Pour ce faire, il a dressé une liste comportant :

  • les membres de sa famille et de ses ancêtres défunts ;
  • les noms de ses amis et des membres de son Sangha, et plus particulièrement de ceux qui ont besoin d’aide parce qu’aux prises avec des difficultés ;
    Présentant toutes ces personnes au Gohonzon,
    il contemple/observe ensuite sa relation ou les sentiments/émotions qu’il éprouve envers chacune de ces relations, et pratiquant pour eux il pratique également en quelque sorte pour sa propre vie ;

    Après cela, il essaye de ne plus penser à rien, de faire le vide et laisser peu à peu la lumière du Daimoku faire surgir en lui les vertus d’amour et de compassion du Bouddha.
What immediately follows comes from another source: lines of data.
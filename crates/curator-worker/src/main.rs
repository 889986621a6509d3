//! Curator CLI: keep only the footage where something moves.
//!
//! Usage:
//!   curator curate <INPUT>...   Curate videos into the output directory
//!   curator analyze <INPUT>     Report motion intervals without writing a clip

use std::path::PathBuf;

use anyhow::Context;
use clap::{Args, Parser, Subcommand};
use tokio::sync::watch;
use tracing::{error, info, warn};

use curator_worker::{init_tracing, CurationError, CurationPipeline, CuratorConfig, DirectorySink};

#[derive(Parser)]
#[command(
    name = "curator",
    about = "Cut videos down to the intervals that contain motion",
    version,
    author
)]
struct Cli {
    /// Enable verbose logging
    #[arg(short, long, global = true)]
    verbose: bool,

    #[command(subcommand)]
    command: Commands,
}

/// Tuning flags shared by every command; unset flags keep the configured value.
#[derive(Args, Debug, Default)]
struct Tuning {
    /// Constant frame rate to normalize to
    #[arg(long)]
    fps: Option<u32>,

    /// Analyze every Nth frame
    #[arg(long)]
    stride: Option<u32>,

    /// Minimum blob area in pixels that counts as motion
    #[arg(long)]
    min_area: Option<u32>,

    /// Quiet frames needed to close an interval
    #[arg(long)]
    no_motion_frames: Option<u32>,

    /// Merge intervals separated by at most this many seconds
    #[arg(long)]
    merge_gap: Option<f64>,

    /// Background model history in frames
    #[arg(long)]
    history: Option<u32>,

    /// Disable shadow detection
    #[arg(long)]
    no_shadows: bool,
}

#[derive(Subcommand)]
enum Commands {
    /// Curate videos into the output directory
    Curate {
        /// Input video files, processed in order
        #[arg(required = true)]
        inputs: Vec<PathBuf>,

        /// Output directory
        #[arg(short, long)]
        output: Option<PathBuf>,

        /// Key prefix for delivered clips
        #[arg(long)]
        prefix: Option<String>,

        #[command(flatten)]
        tuning: Tuning,
    },

    /// Report motion intervals without writing a clip
    Analyze {
        /// Input video file
        input: PathBuf,

        #[command(flatten)]
        tuning: Tuning,
    },
}

impl Tuning {
    fn apply(&self, config: &mut CuratorConfig) {
        if let Some(fps) = self.fps {
            config.target_fps = fps;
        }
        if let Some(stride) = self.stride {
            config.motion.frame_stride = stride;
        }
        if let Some(area) = self.min_area {
            config.motion.min_blob_area = area;
        }
        if let Some(frames) = self.no_motion_frames {
            config.motion.no_motion_frames_required = frames;
        }
        if let Some(gap) = self.merge_gap {
            config.merge_gap_secs = gap;
        }
        if let Some(history) = self.history {
            config.motion.background.history = history;
        }
        if self.no_shadows {
            config.motion.background.detect_shadows = false;
        }
    }
}

/// Flip the cancel signal on Ctrl-C.
fn cancel_on_ctrl_c() -> watch::Receiver<bool> {
    let (cancel_tx, cancel_rx) = watch::channel(false);
    tokio::spawn(async move {
        if tokio::signal::ctrl_c().await.is_ok() {
            warn!("Received interrupt, cancelling");
            let _ = cancel_tx.send(true);
        }
    });
    cancel_rx
}

#[tokio::main]
async fn main() -> anyhow::Result<()> {
    dotenvy::dotenv().ok();

    let cli = Cli::parse();
    init_tracing(cli.verbose);

    let mut config = CuratorConfig::from_env();

    match cli.command {
        Commands::Curate {
            inputs,
            output,
            prefix,
            tuning,
        } => {
            tuning.apply(&mut config);
            if let Some(output) = output {
                config.output_dir = output;
            }
            if let Some(prefix) = prefix {
                config.clip_prefix = prefix;
            }
            curate(config, inputs).await
        }
        Commands::Analyze { input, tuning } => {
            tuning.apply(&mut config);
            analyze(config, input).await
        }
    }
}

async fn curate(config: CuratorConfig, inputs: Vec<PathBuf>) -> anyhow::Result<()> {
    let sink = DirectorySink::new(config.output_dir.clone());
    let pipeline = CurationPipeline::new(config)?.with_cancel(cancel_on_ctrl_c());

    info!(
        inputs = inputs.len(),
        output_dir = %sink.root().display(),
        "Starting curation"
    );

    let mut failed = 0usize;
    for input in &inputs {
        match pipeline.process(input, &sink).await {
            Ok(report) => {
                println!("{}", serde_json::to_string(&report)?);
            }
            Err(CurationError::Cancelled) => {
                anyhow::bail!("curation cancelled");
            }
            Err(e) => {
                error!(input = %input.display(), error = %e, "Curation failed");
                println!(
                    "{}",
                    serde_json::json!({
                        "source": input,
                        "error": e.to_string(),
                        "kind": e.kind(),
                        "retryable": e.is_retryable(),
                    })
                );
                failed += 1;
            }
        }
    }

    if failed > 0 {
        anyhow::bail!("{} of {} inputs failed", failed, inputs.len());
    }
    Ok(())
}

async fn analyze(config: CuratorConfig, input: PathBuf) -> anyhow::Result<()> {
    let pipeline = CurationPipeline::new(config)?.with_cancel(cancel_on_ctrl_c());
    let report = pipeline
        .analyze(&input)
        .await
        .with_context(|| format!("analysis of {} failed", input.display()))?;

    println!("{}", serde_json::to_string_pretty(&report)?);
    Ok(())
}
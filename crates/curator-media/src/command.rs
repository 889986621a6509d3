//! FFmpeg command builder and runner.

use std::collections::VecDeque;
use std::path::{Path, PathBuf};
use std::process::{ExitStatus, Stdio};
use std::time::Duration;

use tokio::io::{AsyncBufReadExt, BufReader};
use tokio::process::{Child, Command};
use tokio::sync::watch;
use tracing::{debug, info, warn};

use curator_models::EncodingConfig;

use crate::error::{MediaError, MediaResult};
use crate::progress::FfmpegProgress;

/// Number of non-progress stderr lines kept for error reports.
const STDERR_TAIL_LINES: usize = 20;

/// Builder for FFmpeg commands.
#[derive(Debug, Clone)]
pub struct FfmpegCommand {
    /// Input file path
    input: PathBuf,
    /// Output file path
    output: PathBuf,
    /// Input arguments (before -i)
    input_args: Vec<String>,
    /// Output arguments (after -i)
    output_args: Vec<String>,
    /// Whether to overwrite output
    overwrite: bool,
    /// Log level
    log_level: String,
}

impl FfmpegCommand {
    /// Create a new FFmpeg command.
    pub fn new(input: impl AsRef<Path>, output: impl AsRef<Path>) -> Self {
        Self {
            input: input.as_ref().to_path_buf(),
            output: output.as_ref().to_path_buf(),
            input_args: Vec::new(),
            output_args: Vec::new(),
            overwrite: true,
            log_level: "error".to_string(),
        }
    }

    /// Add input arguments (before -i).
    pub fn input_args<I, S>(mut self, args: I) -> Self
    where
        I: IntoIterator<Item = S>,
        S: Into<String>,
    {
        self.input_args.extend(args.into_iter().map(Into::into));
        self
    }

    /// Add an output argument (after -i).
    pub fn output_arg(mut self, arg: impl Into<String>) -> Self {
        self.output_args.push(arg.into());
        self
    }

    /// Add multiple output arguments.
    pub fn output_args<I, S>(mut self, args: I) -> Self
    where
        I: IntoIterator<Item = S>,
        S: Into<String>,
    {
        self.output_args.extend(args.into_iter().map(Into::into));
        self
    }

    /// Select an input stream (`-map`).
    pub fn map(self, spec: impl Into<String>) -> Self {
        self.output_arg("-map").output_arg(spec)
    }

    /// Set video filter.
    pub fn video_filter(self, filter: impl Into<String>) -> Self {
        self.output_arg("-vf").output_arg(filter)
    }

    /// Set audio filter.
    pub fn audio_filter(self, filter: impl Into<String>) -> Self {
        self.output_arg("-af").output_arg(filter)
    }

    /// Drop audio from the output.
    pub fn no_audio(self) -> Self {
        self.output_arg("-an")
    }

    /// Force a constant output frame rate.
    pub fn constant_frame_rate(self, fps: f64) -> Self {
        self.output_args(["-r".to_string(), format_fps(fps), "-vsync".to_string(), "cfr".to_string()])
    }

    /// Apply the codec pair from an encoding config.
    pub fn encoding(self, encoding: &EncodingConfig, with_audio: bool) -> Self {
        let cmd = self.output_args(encoding.video_args());
        if with_audio {
            cmd.output_args(encoding.audio_args())
        } else {
            cmd
        }
    }

    /// Copy streams without re-encoding.
    pub fn codec_copy(self) -> Self {
        self.output_arg("-c").output_arg("copy")
    }

    /// Move the moov atom to the front for progressive playback.
    pub fn faststart(self) -> Self {
        self.output_arg("-movflags").output_arg("+faststart")
    }

    /// Force the output container format.
    pub fn format(self, format: impl Into<String>) -> Self {
        self.output_arg("-f").output_arg(format)
    }

    /// Output path this command writes to.
    pub fn output_path(&self) -> &Path {
        &self.output
    }

    /// Build the command arguments.
    pub fn build_args(&self) -> Vec<String> {
        let mut args = Vec::new();

        if self.overwrite {
            args.push("-y".to_string());
        }

        args.push("-v".to_string());
        args.push(self.log_level.clone());

        // Progress output to stderr
        args.push("-progress".to_string());
        args.push("pipe:2".to_string());
        args.push("-nostats".to_string());

        args.extend(self.input_args.clone());

        args.push("-i".to_string());
        args.push(self.input.to_string_lossy().to_string());

        args.extend(self.output_args.clone());

        args.push(self.output.to_string_lossy().to_string());

        args
    }
}

/// Format a frame rate without trailing zeros ("30", "29.97").
fn format_fps(fps: f64) -> String {
    let rounded = fps.round();
    if (fps - rounded).abs() < 1e-9 {
        format!("{}", rounded as i64)
    } else {
        format!("{:.3}", fps)
    }
}

/// How a child process stopped.
enum WaitOutcome {
    Exited(std::io::Result<ExitStatus>),
    Cancelled,
    TimedOut(u64),
}

/// Runner for FFmpeg commands with progress tracking and cancellation.
#[derive(Debug, Clone, Default)]
pub struct FfmpegRunner {
    /// Cancellation signal receiver
    cancel_rx: Option<watch::Receiver<bool>>,
    /// Timeout in seconds
    timeout_secs: Option<u64>,
}

impl FfmpegRunner {
    /// Create a new runner.
    pub fn new() -> Self {
        Self::default()
    }

    /// Set cancellation signal.
    pub fn with_cancel(mut self, cancel_rx: watch::Receiver<bool>) -> Self {
        self.cancel_rx = Some(cancel_rx);
        self
    }

    /// Set timeout.
    pub fn with_timeout(mut self, secs: u64) -> Self {
        self.timeout_secs = Some(secs);
        self
    }

    /// Whether cancellation has been requested.
    pub fn is_cancelled(&self) -> bool {
        cancel_requested(self.cancel_rx.as_ref())
    }

    /// Run an FFmpeg command.
    pub async fn run(&self, cmd: &FfmpegCommand) -> MediaResult<()> {
        self.run_with_progress(cmd, |_| {}).await
    }

    /// Run an FFmpeg command with progress callback.
    pub async fn run_with_progress<F>(&self, cmd: &FfmpegCommand, progress_callback: F) -> MediaResult<()>
    where
        F: Fn(FfmpegProgress) + Send + 'static,
    {
        check_ffmpeg()?;

        if self.is_cancelled() {
            return Err(MediaError::Cancelled);
        }

        let args = cmd.build_args();
        debug!("Running FFmpeg: ffmpeg {}", args.join(" "));

        let mut child = Command::new("ffmpeg")
            .args(&args)
            .stdin(Stdio::null())
            .stdout(Stdio::null())
            .stderr(Stdio::piped())
            .kill_on_drop(true)
            .spawn()?;

        let stderr = child
            .stderr
            .take()
            .ok_or_else(|| MediaError::internal("FFmpeg stderr not captured"))?;
        let mut reader = BufReader::new(stderr).lines();

        // Progress lines feed the callback; everything else is kept for error reports.
        let stderr_handle = tokio::spawn(async move {
            let mut current_progress = FfmpegProgress::default();
            let mut tail: VecDeque<String> = VecDeque::with_capacity(STDERR_TAIL_LINES);

            while let Ok(Some(line)) = reader.next_line().await {
                if is_progress_line(&line) {
                    if let Some(progress) = parse_progress_line(&line, &mut current_progress) {
                        progress_callback(progress);
                    }
                } else if !line.trim().is_empty() {
                    if tail.len() == STDERR_TAIL_LINES {
                        tail.pop_front();
                    }
                    tail.push_back(line);
                }
            }

            tail.into_iter().collect::<Vec<_>>().join("\n")
        });

        let result = self.wait_for_completion(&mut child).await;
        let stderr_tail = stderr_handle.await.unwrap_or_default();

        match result {
            Ok(status) if status.success() => Ok(()),
            Ok(status) => Err(MediaError::ffmpeg_failed(
                format!(
                    "FFmpeg exited with non-zero status while writing {}",
                    cmd.output_path().display()
                ),
                (!stderr_tail.is_empty()).then_some(stderr_tail),
                status.code(),
            )),
            Err(e) => Err(e),
        }
    }

    /// Wait for child process with cancellation and timeout.
    async fn wait_for_completion(&self, child: &mut Child) -> MediaResult<ExitStatus> {
        let outcome = tokio::select! {
            status = child.wait() => WaitOutcome::Exited(status),
            _ = wait_for_cancel(self.cancel_rx.clone()) => WaitOutcome::Cancelled,
            secs = sleep_for(self.timeout_secs) => WaitOutcome::TimedOut(secs),
        };

        match outcome {
            WaitOutcome::Exited(status) => Ok(status?),
            WaitOutcome::Cancelled => {
                info!("FFmpeg cancelled, killing process");
                let _ = child.kill().await;
                Err(MediaError::Cancelled)
            }
            WaitOutcome::TimedOut(secs) => {
                warn!("FFmpeg timed out after {} seconds, killing process", secs);
                let _ = child.kill().await;
                Err(MediaError::Timeout(secs))
            }
        }
    }
}

/// Whether the given signal reports cancellation.
pub fn cancel_requested(cancel_rx: Option<&watch::Receiver<bool>>) -> bool {
    cancel_rx.map(|rx| *rx.borrow()).unwrap_or(false)
}

/// Resolve once cancellation is signalled; never resolves without a signal.
pub(crate) async fn wait_for_cancel(cancel_rx: Option<watch::Receiver<bool>>) {
    let Some(mut rx) = cancel_rx else {
        return std::future::pending().await;
    };

    loop {
        if *rx.borrow_and_update() {
            return;
        }
        if rx.changed().await.is_err() {
            // Sender dropped without cancelling.
            return std::future::pending().await;
        }
    }
}

async fn sleep_for(timeout_secs: Option<u64>) -> u64 {
    match timeout_secs {
        Some(secs) => {
            tokio::time::sleep(Duration::from_secs(secs)).await;
            secs
        }
        None => std::future::pending().await,
    }
}

/// Whether a stderr line belongs to `-progress` output (`key=value`).
fn is_progress_line(line: &str) -> bool {
    match line.trim().split_once('=') {
        Some((key, _)) => {
            !key.is_empty() && key.chars().all(|c| c.is_ascii_alphanumeric() || c == '_')
        }
        None => false,
    }
}

/// Parse a progress line from FFmpeg's -progress output.
///
/// Returns a snapshot at the end of each progress block.
fn parse_progress_line(line: &str, current: &mut FfmpegProgress) -> Option<FfmpegProgress> {
    let (key, value) = line.trim().split_once('=')?;

    match key {
        "out_time_us" | "out_time_ms" => {
            // Both keys carry microseconds in current FFmpeg releases.
            if let Ok(us) = value.parse::<i64>() {
                current.out_time_ms = us / 1000;
            }
        }
        "frame" => {
            if let Ok(frame) = value.parse() {
                current.frame = frame;
            }
        }
        "fps" => {
            if let Ok(fps) = value.parse() {
                current.fps = fps;
            }
        }
        "speed" => {
            if let Some(speed) = value.strip_suffix('x').and_then(|s| s.trim().parse().ok()) {
                current.speed = speed;
            }
        }
        "progress" => {
            current.is_complete = value == "end";
            return Some(current.clone());
        }
        _ => {}
    }

    None
}

/// Check if FFmpeg is available.
pub fn check_ffmpeg() -> MediaResult<PathBuf> {
    which::which("ffmpeg").map_err(|_| MediaError::FfmpegNotFound)
}

/// Check if FFprobe is available.
pub fn check_ffprobe() -> MediaResult<PathBuf> {
    which::which("ffprobe").map_err(|_| MediaError::FfprobeNotFound)
}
Il peut ainsi entrer dans une méditation plus profonde et sereine.

Expérience vécue

L’un des membres de son Sangha californien pratiquait beaucoup pour sa mère qui était très malade et qui, malgré les efforts soutenus de pratique de ce membre, est néanmoins décédée. Peut-on dire, se demande-t-il, que ce garçon a failli dans sa pratique, qu’il pratiquait avec trop d’obstination ou pas comme il faut ?  En réalité, nous ne pouvons pas savoir si notre pratique est bénéfique, nous ne pouvons pas savoir ce qui est bon pour une personne ou non. Chacun a son karma. Etait-il alors mieux que cette mère reste en vie ou qu’elle parte ? C’est pourquoi il est préférable de penser que cette personne est partie quand elle a senti que c’était le moment.

 

La nouvelle version de Fleur du Dharma tiendra d’ailleurs mieux compte de conseils pratiques sur la façon de pratiquer et répondant notamment à la question de savoir comment aider les autres. Chaque aspect théorique abordé sera donc étayé d’expériences pratiques que le Révérend a pu faire depuis qu’il fut ordonné moine il y a une vingtaine d’années.

 

Texte anglais

 

Tchat

Echange de messages dans le chat ZOOM (si « de Mark » apparait, c’est que le révérend n’utilisait pas sa ligne Zoom mais celle de Mark)

A tout le monde: 10:26 AM
Yes. Send them thoughts of loving-kindness and chant for them. But they must learn to work on their own life. You can help, but you can’t do it for them

De Chloé Joseph Delmas Tuttle à tout le monde:  10:27 AM
Donc comme m'a dit Céeline je l'aide, j'envoie des ondes positives et ça fonctionne ou pas

A tout le monde: 10:28 AM
Yes

De Chloé Joseph Delmas Tuttle à tout le monde: 10:29 AM

Le truc, c'est que je médite pour elle, ça va et 2 semaines après ça recommence
A tout le monde: 10:30 AM

Remember, that whether you practice for them or not, good and bad things are continually happening to all people all the time.
De Chloe Joseph Delmas Tuttle à tout le monde: 10:30 AM

Donc è chaque fois que je pratique je dois faire une pratique pour elle

De Mark Herrick à tout le monde: 10:30 AM
Buddhist practice is not about avoiding all bad things. It is about learning how to deal with them when they do happen so that you’re not defeated by the bad.

 

La prochaine rencontre prévue le 3 janvier 2021 poursuivra l’étude de ce texte.